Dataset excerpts
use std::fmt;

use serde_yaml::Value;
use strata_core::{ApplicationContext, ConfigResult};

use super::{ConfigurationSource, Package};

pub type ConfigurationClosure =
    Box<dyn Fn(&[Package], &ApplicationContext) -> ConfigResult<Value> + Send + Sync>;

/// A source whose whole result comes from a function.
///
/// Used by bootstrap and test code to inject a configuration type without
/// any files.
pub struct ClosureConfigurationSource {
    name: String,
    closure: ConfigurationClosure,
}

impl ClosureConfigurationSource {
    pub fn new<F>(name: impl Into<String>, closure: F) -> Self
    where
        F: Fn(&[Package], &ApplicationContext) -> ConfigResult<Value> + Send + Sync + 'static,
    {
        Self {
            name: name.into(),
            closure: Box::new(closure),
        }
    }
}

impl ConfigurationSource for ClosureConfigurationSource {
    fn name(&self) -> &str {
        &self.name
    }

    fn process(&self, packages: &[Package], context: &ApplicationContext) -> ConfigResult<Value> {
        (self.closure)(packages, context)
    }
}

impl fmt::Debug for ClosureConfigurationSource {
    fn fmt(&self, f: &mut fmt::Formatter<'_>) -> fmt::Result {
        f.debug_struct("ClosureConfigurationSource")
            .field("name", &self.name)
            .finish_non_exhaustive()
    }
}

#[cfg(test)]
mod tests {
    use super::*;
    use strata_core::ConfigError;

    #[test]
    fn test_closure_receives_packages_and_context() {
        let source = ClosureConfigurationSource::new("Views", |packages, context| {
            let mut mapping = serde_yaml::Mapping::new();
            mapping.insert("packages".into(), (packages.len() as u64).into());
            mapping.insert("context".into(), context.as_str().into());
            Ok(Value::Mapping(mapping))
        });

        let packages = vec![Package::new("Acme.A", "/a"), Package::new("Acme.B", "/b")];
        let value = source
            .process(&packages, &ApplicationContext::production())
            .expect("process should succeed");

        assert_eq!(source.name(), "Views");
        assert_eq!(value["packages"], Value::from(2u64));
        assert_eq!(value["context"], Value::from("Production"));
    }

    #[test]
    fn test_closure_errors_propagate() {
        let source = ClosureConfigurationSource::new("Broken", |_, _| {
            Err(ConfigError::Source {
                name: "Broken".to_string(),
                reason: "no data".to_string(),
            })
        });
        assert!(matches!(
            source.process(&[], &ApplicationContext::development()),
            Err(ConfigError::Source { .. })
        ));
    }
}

— The task —
Please report every line among the entries that includes "ConfigResult".

— Output below —
use strata_core::{ApplicationContext, ConfigResult};
    Box<dyn Fn(&[Package], &ApplicationContext) -> ConfigResult<Value> + Send + Sync>;
        F: Fn(&[Package], &ApplicationContext) -> ConfigResult<Value> + Send + Sync + 'static,
    fn process(&self, packages: &[Package], context: &ApplicationContext) -> ConfigResult<Value> {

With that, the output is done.